/news/coronavirus
Navigation

Des centres refusent de donner la 3e dose

L’information sur l’injection de plus pour les voyageurs ignorée sur le terrain

Coup d'oeil sur cet article

Des Québécois qui prévoyaient voyager dans les prochains mois se sont vu refuser l’administration d’une « dose additionnelle » du vaccin, même si le gouvernement l’a autorisée.

« On m’a dit que je devais avoir un billet d’avion afin de prouver que j’avais un départ imminent pour avoir ma dose additionnelle », raconte Jacques Perrier, qui comptait quitter le pays dans quelques semaines.

L’homme voulait éviter une mauvaise surprise, comme celle du couple qui a fait les manchettes après s’être fait interdire une croisière parce qu’il avait une vaccination mixte. Ayant lui-même reçu deux vaccins différents, M. Perrier s’est rendu dans un centre de vaccination de Blainville où il s’est buté à un refus net, samedi.

« Ça n’a aucun sens ! Je n’irai pas acheter un billet d’avion sans être en état de partir ! » peste-t-il. 

Pourtant le ministère de la Santé a indiqué vendredi qu’aucune preuve n’était exigée pour l’obtention de cette dose additionnelle.

Cette autre dose « pourra être administrée à toute personne dont la vaccination ne sera pas reconnue dans le pays où elle se rend », sur demande.  

  • Écoutez l'entrevue de Danny St Pierre avec le virologue Benoît Barbeau sur QUB radio:   

Comme un extra-terrestre 

Une situation semblable est survenue près de Québec, ce week-end, lorsque Mélanie Gilbert a tenté d’obtenir une troisième dose de vaccin en vue de son voyage au Mexique cet hiver. 

Les employés du centre de vaccination de l’entreprise Biscuit Leclerc, à Saint-Augustin-de-Desmaures, semblaient alors « totalement désemparés ». 

« On m’a regardée comme si j’étais une extra-terrestre.
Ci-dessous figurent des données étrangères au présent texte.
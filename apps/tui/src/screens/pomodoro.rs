//! "Pomodoro" screen: live focus/break countdown.

use std::time::Duration;

use crossterm::event::{KeyCode, KeyModifiers};
use ratatui::prelude::*;
use ratatui::widgets::{Block, Borders, Gauge, Paragraph};
use studyplan_core::pomodoro::{Phase, Pomodoro};
use studyplan_shared::PomodoroConfig;

use super::Action;
use crate::session::Session;

pub(crate) struct PomodoroScreen {
    timer: Pomodoro,
}

impl PomodoroScreen {
    pub(crate) fn new(config: &PomodoroConfig) -> Self {
        Self {
            timer: Pomodoro::new(config),
        }
    }

    /// Advance the countdown; a finished focus phase is recorded.
    pub(crate) fn tick(&mut self, elapsed: Duration) -> Option<Action> {
        match self.timer.tick(elapsed)? {
            Phase::Focus => Some(Action::RecordPomodoro),
            Phase::Break => Some(Action::Notify("Break over. Back to focus!".to_string())),
        }
    }

    pub(crate) fn draw(&self, f: &mut Frame, area: Rect, session: &Session) {
        let chunks = Layout::default()
            .direction(Direction::Vertical)
            .margin(1)
            .constraints([
                Constraint::Length(5), // Clock
                Constraint::Length(3), // Gauge
                Constraint::Min(3),    // Counters
                Constraint::Length(1), // Hint
            ])
            .split(area);

        let phase = self.timer.phase();
        let color = match phase {
            Phase::Focus => Color::Red,
            Phase::Break => Color::Green,
        };
        let state = if self.timer.is_running() { "running" } else { "paused" };

        let clock = Paragraph::new(vec![
            Line::from(""),
            Line::from(Span::styled(
                self.timer.format_remaining(),
                Style::default().fg(color).add_modifier(Modifier::BOLD),
            )),
        ])
        .alignment(Alignment::Center)
        .block(
            Block::default()
                .borders(Borders::ALL)
                .title(format!(" {} · {state} ", phase.label())),
        );
        f.render_widget(clock, chunks[0]);

        let gauge = Gauge::default()
            .block(Block::default().borders(Borders::ALL))
            .gauge_style(Style::default().fg(color))
            .ratio(self.timer.progress());
        f.render_widget(gauge, chunks[1]);

        let counters = Paragraph::new(vec![
            Line::from(format!("  This session:  {}", self.timer.completed())),
            Line::from(format!(
                "  All time:      {}",
                session.progress.completed_pomodoros
            )),
        ])
        .block(Block::default().borders(Borders::ALL).title(" Focus phases "));
        f.render_widget(counters, chunks[2]);

        let hint = Paragraph::new("Space start/pause · r reset")
            .style(Style::default().fg(Color::DarkGray))
            .alignment(Alignment::Center);
        f.render_widget(hint, chunks[3]);
    }

    pub(crate) fn handle_key(&mut self, code: KeyCode, _modifiers: KeyModifiers) -> Option<Action> {
        match code {
            KeyCode::Char(' ') | KeyCode::Enter => {
                self.timer.toggle();
                let state = if self.timer.is_running() { "started" } else { "paused" };
                Some(Action::Notify(format!("{} {state}", self.timer.phase().label())))
            }
            KeyCode::Char('r') => {
                self.timer.reset();
                Some(Action::Notify(format!("{} reset", self.timer.phase().label())))
            }
            _ => None,
        }
    }
}

#[cfg(test)]
mod tests {
    use super::*;

    #[test]
    fn focus_end_requests_recording() {
        let config = PomodoroConfig {
            focus_minutes: 1,
            break_minutes: 1,
        };
        let mut screen = PomodoroScreen::new(&config);
        assert!(screen.tick(Duration::from_secs(120)).is_none());

        screen.handle_key(KeyCode::Char(' '), KeyModifiers::NONE);
        assert!(screen.tick(Duration::from_secs(30)).is_none());
        assert_eq!(
            screen.tick(Duration::from_secs(30)),
            Some(Action::RecordPomodoro)
        );

        screen.handle_key(KeyCode::Char(' '), KeyModifiers::NONE);
        assert!(matches!(
            screen.tick(Duration::from_secs(60)),
            Some(Action::Notify(_))
        ));
    }
}
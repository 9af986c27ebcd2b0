//! "Schedule" screen: one week at a time with completion toggling, theme
//! search and an area filter.

use crossterm::event::{KeyCode, KeyModifiers};
use ratatui::prelude::*;
use ratatui::widgets::{Block, Borders, List, ListItem, ListState, Paragraph};
use studyplan_core::view::{ScheduleFilter, current_week, week_completion};
use studyplan_shared::{AREA_LABELS, Difficulty, REST_AREA, StudyDay, Topic, Week, area_label};

use super::{Action, field_style};
use crate::session::Session;

pub(crate) struct ScheduleScreen {
    /// Index into the filtered weeks.
    week: usize,
    /// Index into the selectable topics of the shown week.
    cursor: usize,
    search: String,
    area: Option<&'static str>,
    editing: bool,
    /// Whether the view has been positioned on the current week yet.
    positioned: bool,
}

impl ScheduleScreen {
    pub(crate) fn new() -> Self {
        Self {
            week: 0,
            cursor: 0,
            search: String::new(),
            area: None,
            editing: false,
            positioned: false,
        }
    }

    pub(crate) fn is_editing(&self) -> bool {
        self.editing
    }

    fn filter(&self) -> ScheduleFilter {
        ScheduleFilter::new(Some(self.search.clone()), self.area.map(str::to_string))
    }

    fn visible<'a>(&self, session: &'a Session) -> Vec<&'a Week> {
        self.filter().apply(&session.weeks)
    }

    /// Position of the week containing today among the filtered weeks.
    fn current_position(&self, session: &Session) -> Option<usize> {
        let current = current_week(&session.weeks, session.today())?;
        let index = session.weeks[current].index;
        self.visible(session).iter().position(|w| w.index == index)
    }

    /// Keep the week and cursor inside the data after it changed.
    pub(crate) fn clamp(&mut self, session: &Session) {
        if !self.positioned {
            self.week = self.current_position(session).unwrap_or(0);
            self.positioned = true;
        }
        let visible = self.visible(session);
        self.week = self.week.min(visible.len().saturating_sub(1));
        let items = visible.get(self.week).map_or(0, |w| selectable(w).len());
        self.cursor = self.cursor.min(items.saturating_sub(1));
    }

    pub(crate) fn draw(&self, f: &mut Frame, area: Rect, session: &Session) {
        let chunks = Layout::default()
            .direction(Direction::Vertical)
            .margin(1)
            .constraints([
                Constraint::Length(3), // Filters
                Constraint::Min(1),    // Week
                Constraint::Length(1), // Hint
            ])
            .split(area);

        let filter_row = Layout::default()
            .direction(Direction::Horizontal)
            .constraints([Constraint::Min(10), Constraint::Length(24)])
            .split(chunks[0]);

        let search = Paragraph::new(self.search.as_str()).block(
            Block::default()
                .borders(Borders::ALL)
                .title(" Search ")
                .border_style(field_style(self.editing, self.editing)),
        );
        f.render_widget(search, filter_row[0]);

        let area_text = match self.area {
            Some(tag) => format!("< {tag} >"),
            None => "< all >".to_string(),
        };
        let area_filter = Paragraph::new(area_text)
            .block(Block::default().borders(Borders::ALL).title(" Area "));
        f.render_widget(area_filter, filter_row[1]);

        let visible = self.visible(session);
        match visible.get(self.week) {
            Some(week) => self.draw_week(f, chunks[1], session, week, visible.len()),
            None => {
                let message = if session.weeks.is_empty() {
                    "No study days in the configured period.\n\nAdjust it with `studyplan schedule set`."
                } else {
                    "No weeks match the current filter."
                };
                let empty = Paragraph::new(message)
                    .alignment(Alignment::Center)
                    .block(Block::default().borders(Borders::ALL).title(" Schedule "));
                f.render_widget(empty, chunks[1]);
            }
        }

        let hint = if self.editing {
            "Type to search · Enter/Esc to finish"
        } else {
            "←/→ week · ↑/↓ topic · Space done · d difficulty · / search · f area · x clear · t today"
        };
        let hint = Paragraph::new(hint)
            .style(Style::default().fg(Color::DarkGray))
            .alignment(Alignment::Center);
        f.render_widget(hint, chunks[2]);
    }

    fn draw_week(&self, f: &mut Frame, area: Rect, session: &Session, week: &Week, count: usize) {
        let completion = week_completion(week, &session.progress);
        let filter = self.filter();
        let today = session.today();

        let mut items: Vec<ListItem> = Vec::new();
        let mut position = 0;
        let mut selected_row = None;
        for day in &week.days {
            let head = format!("{} {}", day.weekday(), day.date.format("%d/%m"));
            let head_style = if day.date == today {
                Style::default().fg(Color::Yellow).add_modifier(Modifier::BOLD)
            } else {
                Style::default().add_modifier(Modifier::BOLD)
            };
            if day.is_rest {
                items.push(ListItem::new(Line::from(vec![
                    Span::styled(head, head_style),
                    Span::styled("  rest", Style::default().fg(Color::DarkGray)),
                ])));
                continue;
            }
            items.push(ListItem::new(Span::styled(head, head_style)));
            if day.topics.is_empty() {
                items.push(
                    ListItem::new("    -").style(Style::default().fg(Color::DarkGray)),
                );
            }
            for topic in &day.topics {
                let selected = position == self.cursor;
                if selected {
                    selected_row = Some(items.len());
                }
                position += 1;
                items.push(topic_item(session, &filter, topic, selected));
            }
        }

        let list = List::new(items).block(
            Block::default().borders(Borders::ALL).title(format!(
                " {}  ·  {}/{} done ({}%)  ·  {}/{} ",
                week.label,
                completion.completed,
                completion.total,
                completion.percentage(),
                self.week + 1,
                count
            )),
        );
        // Scrolls the list so the cursor stays visible
        let mut state = ListState::default().with_selected(selected_row);
        f.render_stateful_widget(list, area, &mut state);
    }

    pub(crate) fn handle_key(
        &mut self,
        code: KeyCode,
        _modifiers: KeyModifiers,
        session: &Session,
    ) -> Option<Action> {
        if self.editing {
            match code {
                KeyCode::Esc | KeyCode::Enter => self.editing = false,
                KeyCode::Backspace => {
                    self.search.pop();
                    self.reset_position();
                }
                KeyCode::Char(c) => {
                    self.search.push(c);
                    self.reset_position();
                }
                _ => {}
            }
            return None;
        }

        let visible = self.visible(session);
        let week = visible.get(self.week).copied();
        let items = week.map(selectable).unwrap_or_default();

        match code {
            KeyCode::Left | KeyCode::Char('h') => {
                if self.week > 0 {
                    self.week -= 1;
                    self.cursor = 0;
                }
            }
            KeyCode::Right | KeyCode::Char('l') => {
                if self.week + 1 < visible.len() {
                    self.week += 1;
                    self.cursor = 0;
                }
            }
            KeyCode::Up | KeyCode::Char('k') => {
                self.cursor = self.cursor.saturating_sub(1);
            }
            KeyCode::Down | KeyCode::Char('j') => {
                if self.cursor + 1 < items.len() {
                    self.cursor += 1;
                }
            }
            KeyCode::Char('t') => {
                self.week = self.current_position(session).unwrap_or(0);
                self.cursor = 0;
            }
            KeyCode::Char(' ') | KeyCode::Enter => {
                return items
                    .get(self.cursor)
                    .map(|(_, topic)| Action::ToggleTopic(topic.theme.clone()));
            }
            KeyCode::Char('d') => {
                let (_, topic) = items.get(self.cursor)?;
                let next = next_difficulty(session.progress.topic_difficulties.get(&topic.theme));
                return Some(Action::SetDifficulty(topic.theme.clone(), next));
            }
            KeyCode::Char('/') => self.editing = true,
            KeyCode::Char('f') => {
                self.area = next_area(self.area);
                self.reset_position();
            }
            KeyCode::Char('x') => {
                self.search.clear();
                self.area = None;
                self.reset_position();
            }
            _ => {}
        }
        None
    }

    fn reset_position(&mut self) {
        self.week = 0;
        self.cursor = 0;
    }
}

/// Topics of `week` that can be selected, in display order.
fn selectable(week: &Week) -> Vec<(&StudyDay, &Topic)> {
    week.days
        .iter()
        .filter(|d| !d.is_rest)
        .flat_map(|d| d.topics.iter().map(move |t| (d, t)))
        .collect()
}

fn topic_item(
    session: &Session,
    filter: &ScheduleFilter,
    topic: &Topic,
    selected: bool,
) -> ListItem<'static> {
    let done = session.progress.is_completed(&topic.theme);
    let mark = if done { "[x]" } else { "[ ]" };
    let prefix = if selected { "▸ " } else { "  " };
    let difficulty = session
        .progress
        .topic_difficulties
        .get(&topic.theme)
        .map(|d| format!("  ({d:?})"))
        .unwrap_or_default();

    let mut style = if done {
        Style::default().fg(Color::Green)
    } else {
        Style::default()
    };
    if !filter.is_empty() && !filter.matches(topic) {
        style = style.fg(Color::DarkGray);
    }
    if selected {
        style = style.add_modifier(Modifier::BOLD | Modifier::REVERSED);
    }

    ListItem::new(format!(
        "  {prefix}{mark} {:<5} {}{difficulty}",
        area_label(&topic.area),
        topic.theme
    ))
    .style(style)
}

fn next_difficulty(current: Option<&Difficulty>) -> Difficulty {
    match current {
        None | Some(Difficulty::Hard) => Difficulty::Easy,
        Some(Difficulty::Easy) => Difficulty::Medium,
        Some(Difficulty::Medium) => Difficulty::Hard,
    }
}

/// Cycle `all → each area tag → all`, skipping the rest placeholder.
fn next_area(current: Option<&'static str>) -> Option<&'static str> {
    let tags: Vec<&'static str> = AREA_LABELS
        .iter()
        .map(|(tag, _)| *tag)
        .filter(|tag| *tag != REST_AREA)
        .collect();
    match current {
        None => tags.first().copied(),
        Some(tag) => {
            let position = tags.iter().position(|t| *t == tag)?;
            tags.get(position + 1).copied()
        }
    }
}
On m’a dit qu’on ne faisait pas ça ici et que, de toute façon, mon voyage n’était pas assez imminent », lance celle qui a reçu deux doses dépareillées. 

Photo Agence QMI, Guy Martel

Précisons que le ministère de la Santé recommande de ne pas demander cette autre dose trop longtemps à l’avance « puisque la situation peut évoluer rapidement ». Toutefois, il n’y a aucun délai maximal à respecter. 

Manque de cohésion 

Contacté à ce sujet, le CIUSSS de la Capitale-Nationale dit s’adapter à cette nouvelle directive et affirme qu’elle sera appliquée rapidement dans l’ensemble de leur site. 

Même si le gouvernement a donné son aval vendredi, les CISSS et CIUSSS ont reçu la directive officielle de la Santé publique nationale samedi après-midi, se défend-on. 

« C’est fâchant ! Chaque fois qu’un changement survient en santé publique depuis le début de la crise, ça prend toujours une éternité à se rendre sur le terrain », déplore Mme Gilbert. 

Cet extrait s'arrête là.